If it’s unclear how exactly Donvan and Zucker rate Lovaas’s worth in the history of autism, it is abundantly obvious how they view another key figure, Hans Asperger. The Austrian paediatrician is credited with coining the term “autistic” in 1943 – simultaneously with Leo Kanner in the US. Drawing on archival documentary material discovered by an Austrian historian – which at the time of writing this review is not in the public domain for first-hand interpretation – Asperger is presented not as the kindly paediatrician doing his best to protect his unusual, autistic child patients by talking up their potential, but as a doctor who was compliant with the Nazi policy of killing its “unproductive” disabled citizens in the name of eugenics. In a Different Key details how Asperger’s signature appears on orders to send profoundly disabled children in his care to a Viennese hospital where it was well known that a punitive drug regime would lead to their early death.

Neither Silberman in Neurotribes nor the British autism researcher Adam Feinstein in his A History of Autism (2010) have had access to this wartime archival material and instead judge Asperger very positively on his lifetime’s work advocating and enabling the sympathetic education of autistic children.
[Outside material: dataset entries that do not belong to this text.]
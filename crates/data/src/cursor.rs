//! Forward-only row cursors and their consumption helpers.
//!
//! Query layers hand out cursors rather than materialized collections. A
//! cursor is single-pass and owns an underlying resource that must be
//! released exactly once, no matter how consumption ends. The helpers in
//! [`CursorExt`] take the cursor by value and route it through an RAII
//! guard, so release happens on normal completion, on a `move_next`
//! failure, and on a transform failure alike.

use crate::error::{DataError, DataResult};

/// A forward-only, single-pass source of rows.
///
/// `move_next` yields the next row or `None` once the source is exhausted.
/// `close` releases the underlying resource; the consumption helpers call
/// it exactly once and swallow any release error so the original outcome
/// of the traversal is preserved.
pub trait RowCursor {
    type Row;

    /// Advances the cursor, returning the next row or `None` at the end.
    fn move_next(&mut self) -> DataResult<Option<Self::Row>>;

    /// Releases the underlying resource.
    fn close(&mut self) -> DataResult<()>;
}

/// Guard that closes the wrapped cursor when dropped.
///
/// Release errors are logged and swallowed so they never mask the result
/// of the traversal itself.
struct ReleaseOnDrop<C: RowCursor> {
    cursor: C,
}

impl<C: RowCursor> Drop for ReleaseOnDrop<C> {
    fn drop(&mut self) {
        if let Err(err) = self.cursor.close() {
            tracing::debug!("cursor release failed: {err}");
        }
    }
}

/// Consumption shapes for any [`RowCursor`].
///
/// All helpers consume the cursor: the source is exhausted (or abandoned)
/// and released by the time they return.
pub trait CursorExt: RowCursor + Sized {
    /// Applies `transform` to every row, in row order.
    fn map_rows<T, F>(self, mut transform: F) -> DataResult<Vec<T>>
    where
        F: FnMut(Self::Row) -> DataResult<T>,
    {
        let mut guard = ReleaseOnDrop { cursor: self };
        let mut out = Vec::new();
        while let Some(row) = guard.cursor.move_next()? {
            out.push(transform(row)?);
        }
        Ok(out)
    }

    /// Applies `transform` to the first row.
    ///
    /// Fails with [`DataError::EmptyResult`] when the cursor has no rows.
    fn first<T, F>(self, transform: F) -> DataResult<T>
    where
        F: FnOnce(Self::Row) -> DataResult<T>,
    {
        self.first_opt(transform)?.ok_or(DataError::EmptyResult)
    }

    /// Applies `transform` to the first row, or yields `None` on an empty
    /// cursor without failing.
    fn first_opt<T, F>(self, transform: F) -> DataResult<Option<T>>
    where
        F: FnOnce(Self::Row) -> DataResult<T>,
    {
        let mut guard = ReleaseOnDrop { cursor: self };
        match guard.cursor.move_next()? {
            Some(row) => Ok(Some(transform(row)?)),
            None => Ok(None),
        }
    }
}

impl<C: RowCursor + Sized> CursorExt for C {}

/// In-memory cursor over an owned collection of rows.
///
/// Backs [`crate::store`] queries and stands in for a database cursor in
/// tests. `close` is a no-op beyond marking the cursor spent.
pub struct VecCursor<R> {
    rows: std::vec::IntoIter<R>,
    closed: bool,
}

impl<R> VecCursor<R> {
    pub fn new(rows: Vec<R>) -> Self {
        Self {
            rows: rows.into_iter(),
            closed: false,
        }
    }
}

impl<R> RowCursor for VecCursor<R> {
    type Row = R;

    fn move_next(&mut self) -> DataResult<Option<R>> {
        if self.closed {
            return Err(DataError::Cursor("cursor already closed".into()));
        }
        Ok(self.rows.next())
    }

    fn close(&mut self) -> DataResult<()> {
        self.closed = true;
        Ok(())
    }
}

#[cfg(test)]
mod tests {
    use super::*;
    use std::cell::Cell;
    use std::rc::Rc;

    /// Cursor that records how often it was closed and can be told to
    /// fail on `move_next` or on `close`.
    struct TrackingCursor {
        rows: Vec<i32>,
        position: usize,
        closes: Rc<Cell<u32>>,
        fail_next: bool,
        fail_close: bool,
    }

    impl TrackingCursor {
        fn new(rows: Vec<i32>, closes: Rc<Cell<u32>>) -> Self {
            Self {
                rows,
                position: 0,
                closes,
                fail_next: false,
                fail_close: false,
            }
        }
    }

    impl RowCursor for TrackingCursor {
        type Row = i32;

        fn move_next(&mut self) -> DataResult<Option<i32>> {
            if self.fail_next {
                return Err(DataError::Cursor("simulated read failure".into()));
            }
            let row = self.rows.get(self.position).copied();
            self.position += 1;
            Ok(row)
        }

        fn close(&mut self) -> DataResult<()> {
            self.closes.set(self.closes.get() + 1);
            if self.fail_close {
                return Err(DataError::Cursor("simulated release failure".into()));
            }
            Ok(())
        }
    }

    #[test]
    fn map_rows_transforms_in_order_and_releases_once() {
        let closes = Rc::new(Cell::new(0));
        let cursor = TrackingCursor::new(vec![1, 2, 3], closes.clone());

        let doubled = cursor.map_rows(|row| Ok(row * 2)).unwrap();

        assert_eq!(doubled, vec![2, 4, 6]);
        assert_eq!(closes.get(), 1);
    }

    #[test]
    fn map_rows_on_empty_cursor_yields_empty_vec() {
        let closes = Rc::new(Cell::new(0));
        let cursor = TrackingCursor::new(vec![], closes.clone());

        let out: Vec<i32> = cursor.map_rows(Ok).unwrap();

        assert!(out.is_empty());
        assert_eq!(closes.get(), 1);
    }

    #[test]
    fn transform_error_still_releases_exactly_once() {
        let closes = Rc::new(Cell::new(0));
        let cursor = TrackingCursor::new(vec![1, 2, 3], closes.clone());

        let result = cursor.map_rows(|row| {
            if row == 2 {
                Err(DataError::Mapping("bad row".into()))
            } else {
                Ok(row)
            }
        });

        assert!(matches!(result, Err(DataError::Mapping(_))));
        assert_eq!(closes.get(), 1);
    }

    #[test]
    fn read_error_still_releases_exactly_once() {
        let closes = Rc::new(Cell::new(0));
        let mut cursor = TrackingCursor::new(vec![1], closes.clone());
        cursor.fail_next = true;

        let result = cursor.map_rows(Ok);

        assert!(matches!(result, Err(DataError::Cursor(_))));
        assert_eq!(closes.get(), 1);
    }

    #[test]
    fn release_error_is_swallowed() {
        let closes = Rc::new(Cell::new(0));
        let mut cursor = TrackingCursor::new(vec![7], closes.clone());
        cursor.fail_close = true;

        let first = cursor.first(Ok).unwrap();

        assert_eq!(first, 7);
        assert_eq!(closes.get(), 1);
    }

    #[test]
    fn first_fails_on_empty_cursor() {
        let closes = Rc::new(Cell::new(0));
        let cursor = TrackingCursor::new(vec![], closes.clone());

        let result = cursor.first(Ok);

        assert!(matches!(result, Err(DataError::EmptyResult)));
        assert_eq!(closes.get(), 1);
    }

    #[test]
    fn first_opt_yields_none_on_empty_cursor() {
        let closes = Rc::new(Cell::new(0));
        let cursor = TrackingCursor::new(vec![], closes.clone());

        let result = cursor.first_opt(Ok).unwrap();

        assert_eq!(result, None);
        assert_eq!(closes.get(), 1);
    }

    #[test]
    fn first_returns_only_the_first_row() {
        let closes = Rc::new(Cell::new(0));
        let cursor = TrackingCursor::new(vec![10, 20, 30], closes.clone());

        assert_eq!(cursor.first(Ok).unwrap(), 10);
        assert_eq!(closes.get(), 1);
    }

    #[test]
    fn vec_cursor_rejects_reads_after_close() {
        let mut cursor = VecCursor::new(vec![1]);
        cursor.close().unwrap();
        assert!(matches!(cursor.move_next(), Err(DataError::Cursor(_))));
    }
}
This new description of Asperger’s actions during the Nazi era is the scoop in Zucker and Donvan’s book and will doubtless lead to much discussion and reassessment, especially when the documentation becomes accessible.

Whether Asperger was a saint or a sinner should not dominate the discourse around autism, which could better concentrate on whether the concept of autism as a single entity has had its day. What is striking in Neurotribes and In a Different Key is how experts have struggled for 70 years to define a condition that is so varied in impact and can describe both the eccentric, antisocial genius and the mute, self-harming child. In 1966, Victor Lotter carried out the first epidemiological study in the UK and wrote: “True prevalence may not be a useful concept in the case of a syndrome so poorly defined.” He found that 4.5 children in 10,000 had autism. In a Different Key cites a one in 68 figure, raising the question, if autism is indeed having a moment, what exactly are we calling autism in 2016? Perhaps it is time to talk about “autisms” in the plural, a constellation rather than a spectrum, as some researchers have suggested.